### Problem details
Each entry below is to be copied verbatim, with no line missing.
Top of Dataset records
//! JSON-backed providers for the catalog, the food log and the history.
//!
//! Each source is either one of the bundled sample files or a path on disk.
//! Every call re-reads the source and returns a fresh snapshot.

use std::{borrow::Cow, fmt, path::PathBuf};

use plate_core::{
  catalog::ensure_unique_ids,
  history::DailyMacroTotals,
  log::LogEntry,
  meal::MealRecord,
  provider::{CatalogProvider, DailyTotalsProvider, FoodLogProvider},
};
use serde::de::DeserializeOwned;
use thiserror::Error;

pub const BUNDLED_CATALOG: &str = include_str!("../data/catalog.json");
pub const BUNDLED_LOG: &str = include_str!("../data/log.json");
pub const BUNDLED_WEEK: &str = include_str!("../data/week.json");

#[derive(Debug, Error)]
pub enum SourceError {
  #[error("reading {}: {source}", path.display())]
  Io {
    path:   PathBuf,
    #[source]
    source: std::io::Error,
  },

  #[error("parsing {origin}: {source}")]
  Json {
    origin: String,
    #[source]
    source: serde_json::Error,
  },

  #[error("invalid catalog entry: {0}")]
  Invalid(#[from] plate_core::Error),
}

// ─── Source ───────────────────────────────────────────────────────────────────

/// Where a JSON document comes from.
#[derive(Debug, Clone, PartialEq, Eq)]
pub enum Source {
  /// One of the sample files compiled into the binary.
  Bundled { name: &'static str, json: &'static str },
  File(PathBuf),
}

impl Source {
  pub fn bundled_catalog() -> Self {
    Self::Bundled { name: "catalog.json", json: BUNDLED_CATALOG }
  }

  pub fn bundled_log() -> Self {
    Self::Bundled { name: "log.json", json: BUNDLED_LOG }
  }

  pub fn bundled_week() -> Self {
    Self::Bundled { name: "week.json", json: BUNDLED_WEEK }
  }

  fn read(&self) -> Result<Cow<'static, str>, SourceError> {
    match self {
      Self::Bundled { json, .. } => Ok(Cow::Borrowed(*json)),
      Self::File(path) => std::fs::read_to_string(path)
        .map(Cow::Owned)
        .map_err(|source| SourceError::Io {
          path: path.clone(),
          source,
        }),
    }
  }

  fn load<T: DeserializeOwned>(&self) -> Result<T, SourceError> {
    let raw = self.read()?;
    serde_json::from_str(&raw).map_err(|source| SourceError::Json {
      origin: self.to_string(),
      source,
    })
  }
}

impl fmt::Display for Source {
  fn fmt(&self, f: &mut fmt::Formatter<'_>) -> fmt::Result {
    match self {
      Self::Bundled { name, .. } => write!(f, "bundled {name}"),
      Self::File(path) => write!(f, "{}", path.display()),
    }
  }
}

// ─── Providers ────────────────────────────────────────────────────────────────

/// A catalog stored as a JSON array of meal records.
#[derive(Debug, Clone)]
pub struct JsonCatalog(pub Source);

impl CatalogProvider for JsonCatalog {
  type Error = SourceError;

  fn meals(&self) -> Result<Vec<MealRecord>, Self::Error> {
    let meals: Vec<MealRecord> = self.0.load()?;
    for meal in &meals {
      meal.validate()?;
    }
    ensure_unique_ids(&meals)?;
    Ok(meals)
  }
}

/// A food log stored as a JSON array of entries.
#[derive(Debug, Clone)]
pub struct JsonFoodLog(pub Source);

impl FoodLogProvider for JsonFoodLog {
  type Error = SourceError;

  fn entries(&self) -> Result<Vec<LogEntry>, Self::Error> { self.0.load() }
}

/// A history series stored as a JSON array of daily totals.
#[derive(Debug, Clone)]
pub struct JsonHistory(pub Source);

impl DailyTotalsProvider for JsonHistory {
  type Error = SourceError;

  fn daily_totals(&self) -> Result<Vec<DailyMacroTotals>, Self::Error> {
    self.0.load()
  }
}

#[cfg(test)]
mod tests {
  use std::collections::HashSet;

  use super::*;

  #[test]
  fn bundled_catalog_is_valid() {
    let meals = JsonCatalog(Source::bundled_catalog()).meals().unwrap();
    assert_eq!(meals.len(), 16);
    let ids: HashSet<_> = meals.iter().map(|m| m.id).collect();
    assert_eq!(ids.len(), meals.len());
    assert!(meals.iter().all(|m| m.serving_weight_g == 100));
  }

  #[test]
  fn bundled_log_references_bundled_catalog() {
    let meals = JsonCatalog(Source::bundled_catalog()).meals().unwrap();
    let ids: HashSet<_> = meals.iter().map(|m| m.id).collect();
    let entries = JsonFoodLog(Source::bundled_log()).entries().unwrap();
    assert!(!entries.is_empty());
    assert!(entries.iter().all(|e| ids.contains(&e.meal_id)));
  }

  #[test]
  fn bundled_week_has_seven_days() {
    let week = JsonHistory(Source::bundled_week()).daily_totals().unwrap();
    let days: Vec<_> = week.iter().map(|d| d.day.as_str()).collect();
    assert_eq!(days, ["Sun", "Mon", "Tue", "Wed", "Thu", "Fri", "Sat"]);
  }

  #[test]
  fn missing_file_is_an_io_error() {
    let source = Source::File(PathBuf::from("/nonexistent/plate/meals.json"));
    let err = JsonCatalog(source).meals().unwrap_err();
    assert!(matches!(err, SourceError::Io { .. }));
  }

  #[test]
  fn blank_meal_name_is_rejected() {
    let json = r#"[{"name": " ", "creator": "You", "energy_kcal": 1,
                    "protein_g": 0, "carbohydrate_g": 0}]"#;
    let source = Source::Bundled { name: "inline", json };
    let err = JsonCatalog(source).meals().unwrap_err();
    assert!(matches!(err, SourceError::Invalid(_)));
  }

  #[test]
  fn repeated_meal_id_is_rejected() {
    let json = r#"[
      {"id": "6f1c2a4e-0b7d-4c8e-9a31-2d5e8f7b1c90", "name": "Tacos",
       "creator": "You", "energy_kcal": 420, "protein_g": 18, "carbohydrate_g": 45},
      {"id": "6f1c2a4e-0b7d-4c8e-9a31-2d5e8f7b1c90", "name": "Fish Tacos",
       "creator": "Sea Shack", "energy_kcal": 380, "protein_g": 22, "carbohydrate_g": 35}
    ]"#;
    let source = Source::Bundled { name: "inline", json };
    let err = JsonCatalog(source).meals().unwrap_err();
    assert!(matches!(
      err,
      SourceError::Invalid(plate_core::Error::DuplicateMealId(_))
    ));
  }

  #[test]
  fn malformed_json_names_its_origin() {
    let source = Source::Bundled { name: "broken.json", json: "[{" };
    let err = JsonHistory(source).daily_totals().unwrap_err();
    assert!(err.to_string().starts_with("parsing bundled broken.json"));
  }
}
Bottom of Dataset records
### Answer space
//! JSON-backed providers for the catalog, the food log and the history.
//!
//! Each source is either one of the bundled sample files or a path on disk.
//! Every call re-reads the source and returns a fresh snapshot.

use std::{borrow::Cow, fmt, path::PathBuf};

use plate_core::{
  catalog::ensure_unique_ids,
  history::DailyMacroTotals,
  log::LogEntry,
  meal::MealRecord,
  provider::{CatalogProvider, DailyTotalsProvider, FoodLogProvider},
};
use serde::de::DeserializeOwned;
use thiserror::Error;

pub const BUNDLED_CATALOG: &str = include_str!("../data/catalog.json");
pub const BUNDLED_LOG: &str = include_str!("../data/log.json");
pub const BUNDLED_WEEK: &str = include_str!("../data/week.json");

#[derive(Debug, Error)]
pub enum SourceError {
  #[error("reading {}: {source}", path.display())]
  Io {
    path:   PathBuf,
    #[source]
    source: std::io::Error,
  },

  #[error("parsing {origin}: {source}")]
  Json {
    origin: String,
    #[source]
    source: serde_json::Error,
  },

  #[error("invalid catalog entry: {0}")]
  Invalid(#[from] plate_core::Error),
}

// ─── Source ───────────────────────────────────────────────────────────────────

/// Where a JSON document comes from.
#[derive(Debug, Clone, PartialEq, Eq)]
pub enum Source {
  /// One of the sample files compiled into the binary.
  Bundled { name: &'static str, json: &'static str },
  File(PathBuf),
}

impl Source {
  pub fn bundled_catalog() -> Self {
    Self::Bundled { name: "catalog.json", json: BUNDLED_CATALOG }
  }

  pub fn bundled_log() -> Self {
    Self::Bundled { name: "log.json", json: BUNDLED_LOG }
  }

  pub fn bundled_week() -> Self {
    Self::Bundled { name: "week.json", json: BUNDLED_WEEK }
  }

  fn read(&self) -> Result<Cow<'static, str>, SourceError> {
    match self {
      Self::Bundled { json, .. } => Ok(Cow::Borrowed(*json)),
      Self::File(path) => std::fs::read_to_string(path)
        .map(Cow::Owned)
        .map_err(|source| SourceError::Io {
          path: path.clone(),
          source,
        }),
    }
  }

  fn load<T: DeserializeOwned>(&self) -> Result<T, SourceError> {
    let raw = self.read()?;
    serde_json::from_str(&raw).map_err(|source| SourceError::Json {
      origin: self.to_string(),
      source,
    })
  }
}

impl fmt::Display for Source {
  fn fmt(&self, f: &mut fmt::Formatter<'_>) -> fmt::Result {
    match self {
      Self::Bundled { name, .. } => write!(f, "bundled {name}"),
      Self::File(path) => write!(f, "{}", path.display()),
    }
  }
}

// ─── Providers ────────────────────────────────────────────────────────────────

/// A catalog stored as a JSON array of meal records.
#[derive(Debug, Clone)]
pub struct JsonCatalog(pub Source);

impl CatalogProvider for JsonCatalog {
  type Error = SourceError;

  fn meals(&self) -> Result<Vec<MealRecord>, Self::Error> {
    let meals: Vec<MealRecord> = self.0.load()?;
    for meal in &meals {
      meal.validate()?;
    }
    ensure_unique_ids(&meals)?;
    Ok(meals)
  }
}

/// A food log stored as a JSON array of entries.
#[derive(Debug, Clone)]
pub struct JsonFoodLog(pub Source);

impl FoodLogProvider for JsonFoodLog {
  type Error = SourceError;

  fn entries(&self) -> Result<Vec<LogEntry>, Self::Error> { self.0.load() }
}

/// A history series stored as a JSON array of daily totals.
#[derive(Debug, Clone)]
pub struct JsonHistory(pub Source);

impl DailyTotalsProvider for JsonHistory {
  type Error = SourceError;

  fn daily_totals(&self) -> Result<Vec<DailyMacroTotals>, Self::Error> {
    self.0.load()
  }
}

#[cfg(test)]
mod tests {
  use std::collections::HashSet;

  use super::*;

  #[test]
  fn bundled_catalog_is_valid() {
    let meals = JsonCatalog(Source::bundled_catalog()).meals().unwrap();
    assert_eq!(meals.len(), 16);
    let ids: HashSet<_> = meals.iter().map(|m| m.id).collect();
    assert_eq!(ids.len(), meals.len());
    assert!(meals.iter().all(|m| m.serving_weight_g == 100));
  }

  #[test]
  fn bundled_log_references_bundled_catalog() {
    let meals = JsonCatalog(Source::bundled_catalog()).meals().unwrap();
    let ids: HashSet<_> = meals.iter().map(|m| m.id).collect();
    let entries = JsonFoodLog(Source::bundled_log()).entries().unwrap();
    assert!(!entries.is_empty());
    assert!(entries.iter().all(|e| ids.contains(&e.meal_id)));
  }

  #[test]
  fn bundled_week_has_seven_days() {
    let week = JsonHistory(Source::bundled_week()).daily_totals().unwrap();
    let days: Vec<_> = week.iter().map(|d| d.day.as_str()).collect();
    assert_eq!(days, ["Sun", "Mon", "Tue", "Wed", "Thu", "Fri", "Sat"]);
  }

  #[test]
  fn missing_file_is_an_io_error() {
    let source = Source::File(PathBuf::from("/nonexistent/plate/meals.json"));
    let err = JsonCatalog(source).meals().unwrap_err();
    assert!(matches!(err, SourceError::Io { .. }));
  }

  #[test]
  fn blank_meal_name_is_rejected() {
    let json = r#"[{"name": " ", "creator": "You", "energy_kcal": 1,
                    "protein_g": 0, "carbohydrate_g": 0}]"#;
    let source = Source::Bundled { name: "inline", json };
    let err = JsonCatalog(source).meals().unwrap_err();
    assert!(matches!(err, SourceError::Invalid(_)));
  }

  #[test]
  fn repeated_meal_id_is_rejected() {
    let json = r#"[
      {"id": "6f1c2a4e-0b7d-4c8e-9a31-2d5e8f7b1c90", "name": "Tacos",
       "creator": "You", "energy_kcal": 420, "protein_g": 18, "carbohydrate_g": 45},
      {"id": "6f1c2a4e-0b7d-4c8e-9a31-2d5e8f7b1c90", "name": "Fish Tacos",
       "creator": "Sea Shack", "energy_kcal": 380, "protein_g": 22, "carbohydrate_g": 35}
    ]"#;
    let source = Source::Bundled { name: "inline", json };
    let err = JsonCatalog(source).meals().unwrap_err();
    assert!(matches!(
      err,
      SourceError::Invalid(plate_core::Error::DuplicateMealId(_))
    ));
  }

  #[test]
  fn malformed_json_names_its_origin() {
    let source = Source::Bundled { name: "broken.json", json: "[{" };
    let err = JsonHistory(source).daily_totals().unwrap_err();
    assert!(err.to_string().starts_with("parsing bundled broken.json"));
  }
}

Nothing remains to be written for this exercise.